T H E   N I H    C A T A L Y S T     S E P T E M B E R  –  O C T O B E R   2002

NIH Team Harnesses Bioinformatics, Genetics to the Task

by Celia Hooper

On September 13, 2001, with the world stunned by the devastation of the World Trade Center, the Office of the Chief Medical Examiner for the City of New York stood amidst another desperate landscape—perhaps the biggest challenge that has ever faced the U.S. forensics community.

The office had no guide for collecting the data that would be needed in the grim task of identifying unknown thousands of victims, most of whom would not be identified by traditional methods but, rather, by genetic markers amplified from bits of otherwise indistinguishable tissue.

Two-Way Calls: For Help and To Help

Along with frantic inquiries from the victims’ families and politicians calling on their behalf, there were numerous offers of help—DNA sequencing, genetics expertise, metadata analysis, bargain rates for mitochondrial DNA analysis. Even sorting out the offers of help seemed overwhelming amidst the clamor and chaos.

The New York medical examiner’s office (OCME) turned to DNA forensics experts at the National Institute of Justice (NIJ), part of the Department of Justice. The daunting task of assembling a brain trust to advise the OCME fell to NIJ’s Lisa Forman, a Bethesda resident and one-time NIH guest researcher.

In late September, while describing to a friend the vast, complex, and sometimes marginal genetic data that somehow had to be pieced together, there came a spark of recognition: similarities with the Human Genome Project.

At her friend’s suggestion, Forman put in calls to the National Human Genome Research Institute (NHGRI) and the National Center for Biotechnology Information (NCBI), asking their respective directors, Francis Collins and David Lipman, for help.

As it turned out, HHS and NHGRI had already been among those exploring channels for offering expertise, sequencing—whatever was needed. The same was true for the International Genetic Epidemiology Society and the American Society of Human Genetics.

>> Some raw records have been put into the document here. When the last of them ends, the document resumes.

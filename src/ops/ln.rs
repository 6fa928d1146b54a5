//! Natural logarithm.

use crate::common::consts::ONE;
use crate::common::util::digits_u64;
use crate::ctx::Context;
use crate::defs::Error;
use crate::defs::Exponent;
use crate::num::DecNumber;
use crate::ops::consts::CONSTS;
use crate::ops::GUARD;

/// Maximum number of Newton iterations.
const LN_MAX_ITER: usize = 500;

impl DecNumber {
    /// Computes the natural logarithm of a number. The result is rounded according to the context.
    ///
    /// ## Errors
    ///
    ///  - InvalidArgument: the argument is zero or negative.
    pub fn ln(&self, ctx: &Context) -> Result<Self, Error> {
        if self.is_zero() || self.is_negative() {
            return Err(Error::InvalidArgument);
        }

        if self.is_one() {
            return Ok(Self::new());
        }

        // near 1 the result is small, and x - 1 shows how many leading digits cancel out.
        let k = self.magnitude();
        let extra = if k == 0 || k == -1 {
            let d = self.sub(&ONE, &ctx.inc(GUARD))?;
            (-d.magnitude()).max(0) as usize
        } else {
            0
        };

        let wrk = ctx.inc(GUARD + extra);

        self.ln_scaled(k, &wrk)?.round(ctx)
    }

    // ln(x) = ln(m) + k * ln(10), where x = m * 10^k, 1 <= m < 10
    fn ln_scaled(&self, k: Exponent, wrk: &Context) -> Result<Self, Error> {
        let m = self.scale(-k);

        let mut ret = m.ln_newton(wrk)?;

        if k != 0 {
            let wrk2 = wrk.inc(digits_u64(k.unsigned_abs()));
            let ln10 = CONSTS.ln_10(&wrk2)?;
            let t = ln10.mul(&Self::from_i64(k), &wrk2)?;
            ret = ret.add(&t, wrk)?;
        }

        Ok(ret)
    }

    // Newton's method for ln(m), 1 <= m < 10: g = g + m * exp(-g) - 1
    fn ln_newton(&self, wrk: &Context) -> Result<Self, Error> {
        if self.is_one() {
            return Ok(Self::new());
        }

        let mut g = Self::from_f64(self.to_f64().ln())?;
        let mut prev = None;
        let mut i = 0;
        while i < LN_MAX_ITER {
            let t = self.mul(&g.neg().exp(wrk)?, wrk)?;
            let new_g = g.add(&t.sub(&ONE, wrk)?, wrk)?;

            if new_g == g {
                tracing::debug!(iterations = i, p = wrk.precision(), "ln converged");
                return Ok(new_g);
            }

            // oscillation at the last digit
            if prev.as_ref() == Some(&new_g) {
                tracing::debug!(iterations = i, p = wrk.precision(), "ln oscillates at the last digit");
                return Ok(new_g);
            }

            prev = Some(g);
            g = new_g;
            i += 1;
        }

        tracing::warn!(p = wrk.precision(), "ln did not converge after {} iterations", LN_MAX_ITER);

        Ok(g)
    }
}

#[cfg(test)]
mod tests {

    use super::*;
    use crate::defs::RoundingMode;
    use crate::defs::EXPONENT_MAX;
    use crate::defs::EXPONENT_MIN;
    use num_bigint::BigInt;

    #[test]
    fn test_ln() {
        let ctx = Context::new(40, RoundingMode::ToEven).unwrap();

        assert_eq!(DecNumber::from_u8(1).ln(&ctx).unwrap(), DecNumber::new());
        assert_eq!(DecNumber::new().ln(&ctx), Err(Error::InvalidArgument));
        assert_eq!(DecNumber::from_i8(-2).ln(&ctx), Err(Error::InvalidArgument));

        let r = DecNumber::from_u8(2).ln(&ctx).unwrap();
        assert_eq!(r.to_raw_parts().0.to_string(), "6931471805599453094172321214581765680755");

        let r = DecNumber::from_u8(10).ln(&ctx).unwrap();
        assert_eq!(r.to_raw_parts().0.to_string(), "2302585092994045684017991454684364207601");

        // ln(0.001) = -6.907755278982137052053974364053092622803
        let r = DecNumber::from_parts(BigInt::from(1), -3).ln(&ctx).unwrap();
        assert_eq!(r.to_raw_parts().0.to_string(), "-6907755278982137052053974364053092622803");

        // ln(1.000000000000000000001) = 9.999999999999999999995000000000000000000e-22
        let x = DecNumber::from_parts(BigInt::from(10).pow(21) + 1, -21);
        let r = x.ln(&ctx).unwrap();
        assert_eq!(r.to_raw_parts().0.to_string(), "9999999999999999999995");
        assert_eq!(r.magnitude(), -22);

        // ln(0.999999999999) = -1.000000000000500000000000333333333333583e-12
        let x = DecNumber::from_parts(BigInt::from(999999999999i64), -12);
        let r = x.ln(&ctx).unwrap();
        assert_eq!(r.to_raw_parts().0.to_string(), "-1000000000000500000000000333333333333583");

        // ln(3e1000) = 2303.683705282713793709386699921286733305749
        let x = DecNumber::from_parts(BigInt::from(3), 1000);
        let r = x.ln(&ctx).unwrap();
        assert_eq!(r.to_raw_parts().0.to_string(), "2303683705282713793709386699921286733306");
    }

    #[test]
    fn test_ln_exponent_range() {
        let ctx = Context::new(40, RoundingMode::ToEven).unwrap();

        // ln(1e-300000000) = -690775527.8982137052053974364053092622803
        let x = DecNumber::from_parts(BigInt::from(1), -300000000);
        let r = x.ln(&ctx).unwrap();
        assert_eq!(r.to_raw_parts().0.to_string(), "-6907755278982137052053974364053092622803");
        assert_eq!(r.magnitude(), 8);

        // ln(1e-2147483647) = -4944763833.030687374799565902720413682415
        let x = DecNumber::from_raw_parts(BigInt::from(1), EXPONENT_MIN).unwrap();
        let r = x.ln(&ctx).unwrap();
        assert_eq!(r.to_raw_parts().0.to_string(), "-4944763833030687374799565902720413682415");

        // ln(9e2147483648) = 4944763837.530497045129830969528895610945
        let x = DecNumber::from_raw_parts(BigInt::from(9), EXPONENT_MAX).unwrap();
        let r = x.ln(&ctx).unwrap();
        assert_eq!(r.to_raw_parts().0.to_string(), "4944763837530497045129830969528895610945");

        // 1 - 1e-50 needs 50 more digits for the cancellation
        let x = DecNumber::from_parts(BigInt::from(10).pow(50) - 1, -50);
        let r = x.ln(&ctx).unwrap();
        assert_eq!(r.to_raw_parts().0.to_string(), "-1000000000000000000000000000000000000000");
        assert_eq!(r.magnitude(), -50);
    }
}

Thus it was that a small group of NIH scientists eventually found their way to Forman’s brain trust—the Kinship and Data Analysis Panel (KADAP). They joined the panel with others from academia, private and public DNA testing labs, the National Institute of Standards and Technology, the Armed Forces Institute of Pathology, the NIJ, and OCME.

Leslie Biesecker (left) and Steve Sherry

A Transforming Experience

Elizabeth Pugh
Joan Bailey-Wilson

NHGRI’s Leslie Biesecker says "scientific advisory committee" doesn’t seem adequate to describe the group. "The intellectual process has been so dynamic, so sober, so focused on this incredible task," Biesecker says. "This group of people has such a commitment and desire to do this as well as it can possibly be done—it goes beyond any group of scientists that I’ve ever been involved with. It’s been an amazing process."

KADAP member Elizabeth Pugh, director of bioinformatics and statistical genetics at the Center for Inherited Disease Research (a center funded by NIH through a contract with the Johns Hopkins School of Medicine in Baltimore), says she has been similarly inspired by the staffs of the OCME and the New York State Police (NYSP), which have worked closely with the KADAP.

"I am continually awed at the knowledge, expertise, dedication, and commitment of the OCME and NYSP personnel who are on the front lines of this unprecedented identification process," Pugh remarks. "It has been a privilege to assist them in whatever small ways I could."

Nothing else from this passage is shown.